Glenn Beck has lost me completely in the past few months with his shenanigans for Ted Cruz, anti-Trump rhetoric, and now seemingly pro-Hillary crap…it’s the same with Red State / sometime Rush Limbaugh fill-in Erick Erickson…I thought these people sometimes had interesting thoughts worth considering…now they sound like the know-nothing, know-it-alls I encounter in Toronto who think Trudeau is awesome and Canada is so much better now.

I don’t bother to point out that our province has the largest non-sovereign debt anywhere in the world and our provincial government spends more than $1 billion a month servicing that debt…or that a one or two point climb in interest rates ends all the ‘sunny ways’ and leads to hard choices or default.

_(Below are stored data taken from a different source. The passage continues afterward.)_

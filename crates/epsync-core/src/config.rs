//! Configuration types for the synchronizer
//!
//! This module defines all configuration structures used throughout the crate.
//! Defaults mirror a stand-alone device consuming the worldwide endpoint list
//! into URL and IPv4 data-groups.

use serde::{Deserialize, Serialize};
use std::fmt;
use std::path::PathBuf;
use std::str::FromStr;

use crate::classify::ServiceArea;
use crate::reconcile::TargetKind;

/// Main synchronizer configuration
#[derive(Debug, Clone, Serialize, Deserialize)]
pub struct SyncConfig {
    /// Which reconciliation targets are maintained
    #[serde(default)]
    pub targets: TargetToggles,

    /// Service areas whose endpoints are consumed
    #[serde(default = "default_service_areas")]
    pub service_areas: Vec<ServiceArea>,

    /// Proceed even when the provider version has not changed
    #[serde(default)]
    pub force_refresh: bool,

    /// High-availability settings
    #[serde(default)]
    pub ha: HaConfig,

    /// Provider instance to query
    #[serde(default)]
    pub instance: Instance,

    /// Base URL of the provider web service
    #[serde(default = "default_service_url")]
    pub service_url: String,

    /// Device object names
    #[serde(default)]
    pub names: ObjectNames,

    /// Local file locations
    #[serde(default)]
    pub storage: StorageConfig,
}

impl SyncConfig {
    /// Create a new configuration with defaults
    pub fn new() -> Self {
        Self {
            targets: TargetToggles::default(),
            service_areas: default_service_areas(),
            force_refresh: false,
            ha: HaConfig::default(),
            instance: Instance::default(),
            service_url: default_service_url(),
            names: ObjectNames::default(),
            storage: StorageConfig::default(),
        }
    }

    /// Validate the configuration
    pub fn validate(&self) -> Result<(), crate::Error> {
        if !self.targets.any() {
            return Err(crate::Error::config("No reconciliation targets enabled"));
        }

        if self.service_areas.is_empty() {
            return Err(crate::Error::config("No service areas configured"));
        }

        if self.service_url.is_empty() {
            return Err(crate::Error::config("Service URL cannot be empty"));
        }

        if self.ha.enabled && self.ha.device_group.trim().is_empty() {
            return Err(crate::Error::config(
                "HA mode requires a device group name",
            ));
        }

        self.names.validate(&self.targets)?;
        self.storage.validate()?;

        Ok(())
    }
}

impl Default for SyncConfig {
    fn default() -> Self {
        Self::new()
    }
}

/// Enabled reconciliation targets
#[derive(Debug, Clone, Copy, PartialEq, Eq, Serialize, Deserialize)]
pub struct TargetToggles {
    /// Custom URL category (inline rules)
    #[serde(default)]
    pub url_category: bool,

    /// URL data-group
    #[serde(default = "default_enabled")]
    pub url_data_group: bool,

    /// IPv4 data-group
    #[serde(default = "default_enabled")]
    pub ipv4: bool,

    /// IPv6 data-group
    #[serde(default)]
    pub ipv6: bool,
}

impl TargetToggles {
    /// Every target enabled
    pub fn all() -> Self {
        Self {
            url_category: true,
            url_data_group: true,
            ipv4: true,
            ipv6: true,
        }
    }

    /// No target enabled
    pub fn none() -> Self {
        Self {
            url_category: false,
            url_data_group: false,
            ipv4: false,
            ipv6: false,
        }
    }

    /// Enable or disable a single target
    pub fn with(mut self, target: TargetKind, enabled: bool) -> Self {
        match target {
            TargetKind::UrlCategory => self.url_category = enabled,
            TargetKind::UrlDataGroup => self.url_data_group = enabled,
            TargetKind::Ipv4DataGroup => self.ipv4 = enabled,
            TargetKind::Ipv6DataGroup => self.ipv6 = enabled,
        }
        self
    }

    pub fn is_enabled(&self, target: TargetKind) -> bool {
        match target {
            TargetKind::UrlCategory => self.url_category,
            TargetKind::UrlDataGroup => self.url_data_group,
            TargetKind::Ipv4DataGroup => self.ipv4,
            TargetKind::Ipv6DataGroup => self.ipv6,
        }
    }

    /// Enabled targets, in reconciliation order
    pub fn enabled(&self) -> Vec<TargetKind> {
        TargetKind::ALL
            .into_iter()
            .filter(|t| self.is_enabled(*t))
            .collect()
    }

    pub fn any(&self) -> bool {
        self.url_category || self.url_data_group || self.ipv4 || self.ipv6
    }
}

impl Default for TargetToggles {
    fn default() -> Self {
        Self {
            url_category: false,
            url_data_group: true,
            ipv4: true,
            ipv6: false,
        }
    }
}

/// High-availability configuration
#[derive(Debug, Clone, PartialEq, Eq, Serialize, Deserialize)]
pub struct HaConfig {
    /// Whether the device is part of a sync-failover group
    #[serde(default)]
    pub enabled: bool,

    /// Name of the sync-failover device group
    #[serde(default = "default_device_group")]
    pub device_group: String,
}

impl Default for HaConfig {
    fn default() -> Self {
        Self {
            enabled: false,
            device_group: default_device_group(),
        }
    }
}

/// Provider instance (cloud) to query
#[derive(Debug, Clone, Copy, PartialEq, Eq, Hash, Default, Serialize, Deserialize)]
pub enum Instance {
    #[default]
    Worldwide,
    #[serde(rename = "USGovDoD")]
    UsGovDod,
    #[serde(rename = "USGovGCCHigh")]
    UsGovGccHigh,
    China,
    Germany,
}

impl Instance {
    /// Name used in provider paths and version records
    pub fn as_str(&self) -> &'static str {
        match self {
            Instance::Worldwide => "Worldwide",
            Instance::UsGovDod => "USGovDoD",
            Instance::UsGovGccHigh => "USGovGCCHigh",
            Instance::China => "China",
            Instance::Germany => "Germany",
        }
    }
}

impl fmt::Display for Instance {
    fn fmt(&self, f: &mut fmt::Formatter<'_>) -> fmt::Result {
        f.write_str(self.as_str())
    }
}

impl FromStr for Instance {
    type Err = crate::Error;

    fn from_str(s: &str) -> Result<Self, Self::Err> {
        match s.trim().to_ascii_lowercase().as_str() {
            "worldwide" => Ok(Instance::Worldwide),
            "usgovdod" => Ok(Instance::UsGovDod),
            "usgovgcchigh" => Ok(Instance::UsGovGccHigh),
            "china" => Ok(Instance::China),
            "germany" => Ok(Instance::Germany),
            other => Err(crate::Error::config(format!(
                "Unknown instance '{other}'. \
                Valid: Worldwide, USGovDoD, USGovGCCHigh, China, Germany"
            ))),
        }
    }
}

/// Names of the device objects maintained by the synchronizer
#[derive(Debug, Clone, PartialEq, Eq, Serialize, Deserialize)]
pub struct ObjectNames {
    #[serde(default = "default_url_category")]
    pub url_category: String,

    #[serde(default = "default_url_data_group")]
    pub url_data_group: String,

    #[serde(default = "default_ipv4_data_group")]
    pub ipv4_data_group: String,

    #[serde(default = "default_ipv6_data_group")]
    pub ipv6_data_group: String,
}

impl ObjectNames {
    /// Name of the consumer object for a target
    pub fn for_target(&self, target: TargetKind) -> &str {
        match target {
            TargetKind::UrlCategory => &self.url_category,
            TargetKind::UrlDataGroup => &self.url_data_group,
            TargetKind::Ipv4DataGroup => &self.ipv4_data_group,
            TargetKind::Ipv6DataGroup => &self.ipv6_data_group,
        }
    }

    /// Name of the data-group file object backing a data-group
    pub fn file_object(data_group: &str) -> String {
        format!("{data_group}_object")
    }

    fn validate(&self, targets: &TargetToggles) -> Result<(), crate::Error> {
        for target in targets.enabled() {
            let name = self.for_target(target);
            if name.trim().is_empty() {
                return Err(crate::Error::config(format!(
                    "Object name for {target} cannot be empty"
                )));
            }
            if name.chars().any(|c| c.is_whitespace() || c == '{' || c == '}') {
                return Err(crate::Error::config(format!(
                    "Object name '{name}' for {target} contains whitespace or braces"
                )));
            }
        }
        Ok(())
    }
}

impl Default for ObjectNames {
    fn default() -> Self {
        Self {
            url_category: default_url_category(),
            url_data_group: default_url_data_group(),
            ipv4_data_group: default_ipv4_data_group(),
            ipv6_data_group: default_ipv6_data_group(),
        }
    }
}

/// Local file locations
#[derive(Debug, Clone, PartialEq, Eq, Serialize, Deserialize)]
pub struct StorageConfig {
    /// Directory holding identity, version, artifact and lock files
    #[serde(default = "default_work_dir")]
    pub work_dir: PathBuf,

    #[serde(default = "default_identity_file")]
    pub identity_file: String,

    #[serde(default = "default_version_file")]
    pub version_file: String,

    #[serde(default = "default_url_artifact")]
    pub url_artifact: String,

    #[serde(default = "default_ipv4_artifact")]
    pub ipv4_artifact: String,

    #[serde(default = "default_ipv6_artifact")]
    pub ipv6_artifact: String,

    #[serde(default = "default_lock_file")]
    pub lock_file: String,

    /// Age after which an existing lock is considered abandoned (in seconds)
    #[serde(default = "default_lock_stale_secs")]
    pub lock_stale_secs: u64,
}

impl StorageConfig {
    /// Storage rooted at `work_dir` with default file names
    pub fn in_dir(work_dir: impl Into<PathBuf>) -> Self {
        Self {
            work_dir: work_dir.into(),
            ..Self::default()
        }
    }

    /// Artifact file name for a data-group target
    ///
    /// `None` for the URL category, whose rules are inline.
    pub fn artifact_for(&self, target: TargetKind) -> Option<&str> {
        match target {
            TargetKind::UrlCategory => None,
            TargetKind::UrlDataGroup => Some(&self.url_artifact),
            TargetKind::Ipv4DataGroup => Some(&self.ipv4_artifact),
            TargetKind::Ipv6DataGroup => Some(&self.ipv6_artifact),
        }
    }

    pub fn lock_path(&self) -> PathBuf {
        self.work_dir.join(&self.lock_file)
    }

    fn validate(&self) -> Result<(), crate::Error> {
        if self.work_dir.as_os_str().is_empty() {
            return Err(crate::Error::config("Work directory cannot be empty"));
        }

        let files = [
            &self.identity_file,
            &self.version_file,
            &self.url_artifact,
            &self.ipv4_artifact,
            &self.ipv6_artifact,
            &self.lock_file,
        ];
        for file in files {
            if file.is_empty() || file.contains('/') {
                return Err(crate::Error::config(format!(
                    "Storage file name '{file}' must be a plain, non-empty file name"
                )));
            }
        }

        if self.lock_stale_secs == 0 {
            return Err(crate::Error::config("Lock staleness must be > 0"));
        }

        Ok(())
    }
}

impl Default for StorageConfig {
    fn default() -> Self {
        Self {
            work_dir: default_work_dir(),
            identity_file: default_identity_file(),
            version_file: default_version_file(),
            url_artifact: default_url_artifact(),
            ipv4_artifact: default_ipv4_artifact(),
            ipv6_artifact: default_ipv6_artifact(),
            lock_file: default_lock_file(),
            lock_stale_secs: default_lock_stale_secs(),
        }
    }
}

fn default_enabled() -> bool {
    true
}

fn default_service_areas() -> Vec<ServiceArea> {
    vec![
        ServiceArea::Common,
        ServiceArea::Exchange,
        ServiceArea::SharePoint,
        ServiceArea::Skype,
        ServiceArea::Yammer,
    ]
}

fn default_service_url() -> String {
    "https://endpoints.office.com".to_string()
}

fn default_device_group() -> String {
    "device-group1".to_string()
}

fn default_url_category() -> String {
    "Office365".to_string()
}

fn default_url_data_group() -> String {
    "o365_url_dg".to_string()
}

fn default_ipv4_data_group() -> String {
    "o365_ipv4_dg".to_string()
}

fn default_ipv6_data_group() -> String {
    "o365_ipv6_dg".to_string()
}

fn default_work_dir() -> PathBuf {
    PathBuf::from("/var/tmp/o365")
}

fn default_identity_file() -> String {
    "guid.txt".to_string()
}

fn default_version_file() -> String {
    "o365_version.txt".to_string()
}

fn default_url_artifact() -> String {
    "o365_urls.txt".to_string()
}

fn default_ipv4_artifact() -> String {
    "o365_ip4.txt".to_string()
}

fn default_ipv6_artifact() -> String {
    "o365_ip6.txt".to_string()
}

fn default_lock_file() -> String {
    "epsync.lock".to_string()
}

fn default_lock_stale_secs() -> u64 {
    1800
}

#[cfg(test)]
mod tests {
    use super::*;

    #[test]
    fn defaults_validate() {
        let config = SyncConfig::default();
        assert!(config.validate().is_ok());
        assert_eq!(
            config.targets.enabled(),
            vec![TargetKind::UrlDataGroup, TargetKind::Ipv4DataGroup]
        );
    }

    #[test]
    fn no_targets_rejected() {
        let config = SyncConfig {
            targets: TargetToggles::none(),
            ..SyncConfig::default()
        };
        assert!(matches!(config.validate(), Err(crate::Error::Config(_))));
    }

    #[test]
    fn ha_requires_device_group() {
        let mut config = SyncConfig::default();
        config.ha.enabled = true;
        config.ha.device_group = "  ".to_string();
        assert!(config.validate().is_err());
    }

    #[test]
    fn disabled_target_name_not_checked() {
        let mut config = SyncConfig::default();
        config.names.ipv6_data_group = String::new();
        assert!(config.validate().is_ok());

        config.targets.ipv6 = true;
        assert!(config.validate().is_err());
    }

    #[test]
    fn instance_parses_case_insensitively() {
        assert_eq!("usgovgcchigh".parse::<Instance>().unwrap(), Instance::UsGovGccHigh);
        assert_eq!(" Worldwide ".parse::<Instance>().unwrap(), Instance::Worldwide);
        assert!("mars".parse::<Instance>().is_err());
        assert_eq!(Instance::UsGovDod.to_string(), "USGovDoD");
    }

    #[test]
    fn deserializes_with_defaults() {
        let config: SyncConfig = serde_json::from_value(serde_json::json!({
            "targets": { "ipv6": true },
            "service_areas": ["exchange", "Skype"],
            "instance": "USGovDoD"
        }))
        .unwrap();

        assert!(config.targets.ipv6);
        assert!(config.targets.url_data_group);
        assert_eq!(
            config.service_areas,
            vec![ServiceArea::Exchange, ServiceArea::Skype]
        );
        assert_eq!(config.instance, Instance::UsGovDod);
        assert_eq!(config.storage.work_dir, PathBuf::from("/var/tmp/o365"));
    }

    #[test]
    fn file_object_name_suffix() {
        assert_eq!(ObjectNames::file_object("o365_ipv4_dg"), "o365_ipv4_dg_object");
    }
}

I guess I’ll go back to Dave Ramsey who’s radio broadcast I first heard while driving back and forth to the hotel while working on Canada’s east coast…at least he helped me remember it was important to get and stay out of debt…and we are…and hoping we will be able to hunker down and survive the storm that is coming.

jamesthewanderer
jamesthewanderer
August 6, 2016 3:04 am

Cognitive dissonance leads to the end of online publications, like NR – they tell you Paul Ryan is good for you, and you learn about Paul Ryan’s positions and think, “He is in no way good for me”, and you discount NR and eventually quit reading it. You read Salon / HuffPost / the Atlantic and they tell you “Hillary Clinton is the smartest woman in the world”, and you learn about Hillary’s past antics and you think, “This gal is a snob and a bitch and about as smart as peanut butter” and you discount Salon / HuffPost / the Atlantic and eventually quit reading it. Eventually, you are left with a few sites you can credit SOMEWHAT such as Breitbart, Drudge, TBP, ZH and a few more, but even they are subject to cognitive dissonance on small matters; if it rises to major matters you will quit reading them.
MSM lost most of us years ago; I never went on FB or Twitter or MySpace or any of the rest of them, about the only place I have an account is LinkedIn; but now it has been bought [Google?]. As soon as the push promotions and ads start I will drop LinkedIn, I didn’t join it to help Google do anything (I think they ARE evil). Intelligence is what’s missing in most of these operations, and until it shows up, I have better things to do.

ILuvCO2
ILuvCO2
August 6, 2016 11:38 am

The noose of censorship is ever tightening around our necks. I really like Zman’s stuff. Went to his site and read his My Theory of Everything series. Very good. As TBP gets bigger and bigger, it will come under more and more scrutiny and attacks.